▸ **Required action**
For this exercise, print all of the entries exactly as given.

[[ Records for the exercise open ]]

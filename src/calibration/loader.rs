//! Image-pair loader.
//!
//! Pairs are formed by position: the i-th PNG of the left directory (sorted by
//! name) goes with the i-th PNG of the right directory.

use std::fs;
use std::path::{Path, PathBuf};

use image::{GrayImage, RgbImage};
use log::debug;

use super::{CalibrationError, StereoPair};
use crate::camera::Resolution;

/// File locations of one left/right pair.
#[derive(Debug, Clone, PartialEq, Eq)]
pub struct ImagePairPaths {
    pub paths: StereoPair<PathBuf>,
    pub names: StereoPair<String>,
}

/// A decoded pair, in color for rendering and in gray for detection.
#[derive(Debug, Clone)]
pub struct LoadedPair {
    pub names: StereoPair<String>,
    pub rgb: StereoPair<RgbImage>,
    pub gray: StereoPair<GrayImage>,
    pub size: Resolution,
}

fn file_name(path: &Path) -> String {
    path.file_name()
        .map(|n| n.to_string_lossy().into_owned())
        .unwrap_or_default()
}

/// Sorted `*.png` files (any case of the extension) directly inside `dir`.
///
/// # Errors
///
/// [`CalibrationError::MissingDirectory`] if `dir` is not a directory.
pub fn list_png_files(dir: &Path) -> Result<Vec<PathBuf>, CalibrationError> {
    if !dir.is_dir() {
        return Err(CalibrationError::MissingDirectory(dir.to_path_buf()));
    }
    let mut files = Vec::new();
    for entry in fs::read_dir(dir)? {
        let path = entry?.path();
        let is_png = path
            .extension()
            .map(|ext| ext.to_string_lossy().eq_ignore_ascii_case("png"))
            .unwrap_or(false);
        if is_png && path.is_file() {
            files.push(path);
        }
    }
    files.sort_by_key(|p| file_name(p));
    Ok(files)
}

/// Lists the image pairs under `root`, at most `limit` of them.
///
/// # Errors
///
/// * [`CalibrationError::MissingDirectory`] if a camera directory is missing.
/// * [`CalibrationError::PairCountMismatch`] if the two sides keep a different
///   number of files after truncation.
/// * [`CalibrationError::PairNameMismatch`] for the first pair whose names
///   differ, when `require_matching_names` is set.
pub fn list_image_pairs(
    root: &Path,
    subdirs: &StereoPair<String>,
    limit: usize,
    require_matching_names: bool,
) -> Result<Vec<ImagePairPaths>, CalibrationError> {
    let mut left = list_png_files(&root.join(&subdirs.left))?;
    let mut right = list_png_files(&root.join(&subdirs.right))?;
    debug!(
        "{} left and {} right images before the limit of {}",
        left.len(),
        right.len(),
        limit
    );
    left.truncate(limit);
    right.truncate(limit);

    if left.len() != right.len() {
        return Err(CalibrationError::PairCountMismatch {
            left: left.len(),
            right: right.len(),
        });
    }

    left.into_iter()
        .zip(right)
        .enumerate()
        .map(|(index, (left, right))| {
            let names = StereoPair::new(file_name(&left), file_name(&right));
            if require_matching_names && names.left != names.right {
                return Err(CalibrationError::PairNameMismatch {
                    index,
                    left: names.left,
                    right: names.right,
                });
            }
            Ok(ImagePairPaths {
                paths: StereoPair::new(left, right),
                names,
            })
        })
        .collect()
}

/// Decodes one pair.
///
/// Both frames must have the size of `expected` when given, and always the
/// same size as each other.
pub fn load_pair(
    pair: &ImagePairPaths,
    expected: Option<Resolution>,
) -> Result<LoadedPair, CalibrationError> {
    let left = image::open(&pair.paths.left)?;
    let right = image::open(&pair.paths.right)?;

    let left_size = Resolution {
        width: left.width(),
        height: left.height(),
    };
    let expected = expected.unwrap_or(left_size);
    for (path, frame) in [(&pair.paths.left, &left), (&pair.paths.right, &right)] {
        let found = Resolution {
            width: frame.width(),
            height: frame.height(),
        };
        if found != expected {
            return Err(CalibrationError::ImageSizeMismatch {
                file: path.clone(),
                found,
                expected,
            });
        }
    }

    Ok(LoadedPair {
        names: pair.names.clone(),
        gray: StereoPair::new(left.to_luma8(), right.to_luma8()),
        rgb: StereoPair::new(left.to_rgb8(), right.to_rgb8()),
        size: expected,
    })
}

[[ Records for the exercise closed ]]

▸ **Task solution**
filename src/calibration/loader.rs
//! Image-pair loader.
//!
//! Pairs are formed by position: the i-th PNG of the left directory (sorted by
//! name) goes with the i-th PNG of the right directory.

use std::fs;
use std::path::{Path, PathBuf};

use image::{GrayImage, RgbImage};
use log::debug;

use super::{CalibrationError, StereoPair};
use crate::camera::Resolution;

/// File locations of one left/right pair.
#[derive(Debug, Clone, PartialEq, Eq)]
pub struct ImagePairPaths {
    pub paths: StereoPair<PathBuf>,
    pub names: StereoPair<String>,
}

/// A decoded pair, in color for rendering and in gray for detection.
#[derive(Debug, Clone)]
pub struct LoadedPair {
    pub names: StereoPair<String>,
    pub rgb: StereoPair<RgbImage>,
    pub gray: StereoPair<GrayImage>,
    pub size: Resolution,
}

fn file_name(path: &Path) -> String {
    path.file_name()
        .map(|n| n.to_string_lossy().into_owned())
        .unwrap_or_default()
}

/// Sorted `*.png` files (any case of the extension) directly inside `dir`.
///
/// # Errors
///
/// [`CalibrationError::MissingDirectory`] if `dir` is not a directory.
pub fn list_png_files(dir: &Path) -> Result<Vec<PathBuf>, CalibrationError> {
    if !dir.is_dir() {
        return Err(CalibrationError::MissingDirectory(dir.to_path_buf()));
    }
    let mut files = Vec::new();
    for entry in fs::read_dir(dir)? {
        let path = entry?.path();
        let is_png = path
            .extension()
            .map(|ext| ext.to_string_lossy().eq_ignore_ascii_case("png"))
            .unwrap_or(false);
        if is_png && path.is_file() {
            files.push(path);
        }
    }
    files.sort_by_key(|p| file_name(p));
    Ok(files)
}

/// Lists the image pairs under `root`, at most `limit` of them.
///
/// # Errors
///
/// * [`CalibrationError::MissingDirectory`] if a camera directory is missing.
/// * [`CalibrationError::PairCountMismatch`] if the two sides keep a different
///   number of files after truncation.
/// * [`CalibrationError::PairNameMismatch`] for the first pair whose names
///   differ, when `require_matching_names` is set.
pub fn list_image_pairs(
    root: &Path,
    subdirs: &StereoPair<String>,
    limit: usize,
    require_matching_names: bool,
) -> Result<Vec<ImagePairPaths>, CalibrationError> {
    let mut left = list_png_files(&root.join(&subdirs.left))?;
    let mut right = list_png_files(&root.join(&subdirs.right))?;
    debug!(
        "{} left and {} right images before the limit of {}",
        left.len(),
        right.len(),
        limit
    );
    left.truncate(limit);
    right.truncate(limit);

    if left.len() != right.len() {
        return Err(CalibrationError::PairCountMismatch {
            left: left.len(),
            right: right.len(),
        });
    }

    left.into_iter()
        .zip(right)
        .enumerate()
        .map(|(index, (left, right))| {
            let names = StereoPair::new(file_name(&left), file_name(&right));
            if require_matching_names && names.left != names.right {
                return Err(CalibrationError::PairNameMismatch {
                    index,
                    left: names.left,
                    right: names.right,
                });
            }
            Ok(ImagePairPaths {
                paths: StereoPair::new(left, right),
                names,
            })
        })
        .collect()
}

/// Decodes one pair.
///
/// Both frames must have the size of `expected` when given, and always the
/// same size as each other.
pub fn load_pair(
    pair: &ImagePairPaths,
    expected: Option<Resolution>,
) -> Result<LoadedPair, CalibrationError> {
    let left = image::open(&pair.paths.left)?;
    let right = image::open(&pair.paths.right)?;

    let left_size = Resolution {
        width: left.width(),
        height: left.height(),
    };
    let expected = expected.unwrap_or(left_size);
    for (path, frame) in [(&pair.paths.left, &left), (&pair.paths.right, &right)] {
        let found = Resolution {
            width: frame.width(),
            height: frame.height(),
        };
        if found != expected {
            return Err(CalibrationError::ImageSizeMismatch {
                file: path.clone(),
                found,
                expected,
            });
        }
    }

    Ok(LoadedPair {
        names: pair.names.clone(),
        gray: StereoPair::new(left.to_luma8(), right.to_luma8()),
        rgb: StereoPair::new(left.to_rgb8(), right.to_rgb8()),
        size: expected,
    })
}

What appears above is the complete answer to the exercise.